Data records:
== Segment start ==

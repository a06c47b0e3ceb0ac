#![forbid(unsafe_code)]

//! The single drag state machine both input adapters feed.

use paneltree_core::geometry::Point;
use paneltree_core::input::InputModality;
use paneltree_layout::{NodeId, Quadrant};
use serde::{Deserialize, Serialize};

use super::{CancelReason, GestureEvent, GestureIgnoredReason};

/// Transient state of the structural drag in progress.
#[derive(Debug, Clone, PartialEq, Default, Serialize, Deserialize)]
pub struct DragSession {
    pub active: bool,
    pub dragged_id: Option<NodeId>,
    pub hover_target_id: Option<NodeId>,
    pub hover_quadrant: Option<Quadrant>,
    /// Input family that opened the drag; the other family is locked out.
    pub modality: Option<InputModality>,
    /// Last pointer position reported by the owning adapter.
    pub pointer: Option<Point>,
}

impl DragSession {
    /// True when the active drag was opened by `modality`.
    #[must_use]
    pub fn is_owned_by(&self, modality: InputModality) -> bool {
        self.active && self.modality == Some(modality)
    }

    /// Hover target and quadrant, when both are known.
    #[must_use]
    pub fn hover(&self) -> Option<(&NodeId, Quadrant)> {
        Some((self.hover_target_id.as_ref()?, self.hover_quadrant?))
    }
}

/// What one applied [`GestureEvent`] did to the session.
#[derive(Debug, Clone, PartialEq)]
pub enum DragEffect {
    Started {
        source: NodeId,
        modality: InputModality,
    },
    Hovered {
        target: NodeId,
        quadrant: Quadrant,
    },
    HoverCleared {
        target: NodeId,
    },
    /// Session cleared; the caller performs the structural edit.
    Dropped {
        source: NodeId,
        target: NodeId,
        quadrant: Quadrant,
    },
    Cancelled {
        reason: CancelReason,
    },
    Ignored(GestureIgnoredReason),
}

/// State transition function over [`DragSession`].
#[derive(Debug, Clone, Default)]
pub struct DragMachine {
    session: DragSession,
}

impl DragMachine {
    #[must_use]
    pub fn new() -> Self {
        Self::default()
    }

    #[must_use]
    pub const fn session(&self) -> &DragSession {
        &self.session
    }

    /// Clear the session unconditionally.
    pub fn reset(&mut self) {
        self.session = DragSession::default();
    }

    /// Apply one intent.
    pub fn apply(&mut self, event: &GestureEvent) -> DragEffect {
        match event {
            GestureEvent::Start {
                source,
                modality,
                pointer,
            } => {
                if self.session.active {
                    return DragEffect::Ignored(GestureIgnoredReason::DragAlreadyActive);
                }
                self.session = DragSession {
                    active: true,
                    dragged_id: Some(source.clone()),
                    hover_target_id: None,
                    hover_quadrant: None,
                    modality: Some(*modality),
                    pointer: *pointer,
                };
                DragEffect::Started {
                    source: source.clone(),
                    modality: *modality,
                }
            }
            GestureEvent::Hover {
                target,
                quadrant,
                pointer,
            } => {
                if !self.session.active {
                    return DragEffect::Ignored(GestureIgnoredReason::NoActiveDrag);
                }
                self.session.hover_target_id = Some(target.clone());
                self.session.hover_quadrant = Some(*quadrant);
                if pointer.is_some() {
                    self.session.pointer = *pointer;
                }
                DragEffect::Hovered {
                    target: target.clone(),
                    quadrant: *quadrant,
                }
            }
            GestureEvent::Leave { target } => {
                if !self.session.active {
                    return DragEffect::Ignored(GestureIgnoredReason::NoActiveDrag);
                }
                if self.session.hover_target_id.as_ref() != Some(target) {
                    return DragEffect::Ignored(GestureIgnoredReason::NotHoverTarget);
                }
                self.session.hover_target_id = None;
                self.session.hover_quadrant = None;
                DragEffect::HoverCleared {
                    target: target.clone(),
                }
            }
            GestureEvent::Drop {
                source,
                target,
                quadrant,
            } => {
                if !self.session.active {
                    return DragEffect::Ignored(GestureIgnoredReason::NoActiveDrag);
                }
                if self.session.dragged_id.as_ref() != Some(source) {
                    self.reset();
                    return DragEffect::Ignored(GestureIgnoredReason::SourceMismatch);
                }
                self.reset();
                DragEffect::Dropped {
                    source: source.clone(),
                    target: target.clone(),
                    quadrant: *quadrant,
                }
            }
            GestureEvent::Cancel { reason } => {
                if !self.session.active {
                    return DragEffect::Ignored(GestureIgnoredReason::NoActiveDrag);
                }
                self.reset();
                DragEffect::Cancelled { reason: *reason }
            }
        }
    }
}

== Segment end ==

Filter the entries above and return only the lines holding "reset".

_TASK OUTPUT_
    pub fn reset(&mut self) {
                    self.reset();
                self.reset();
                self.reset();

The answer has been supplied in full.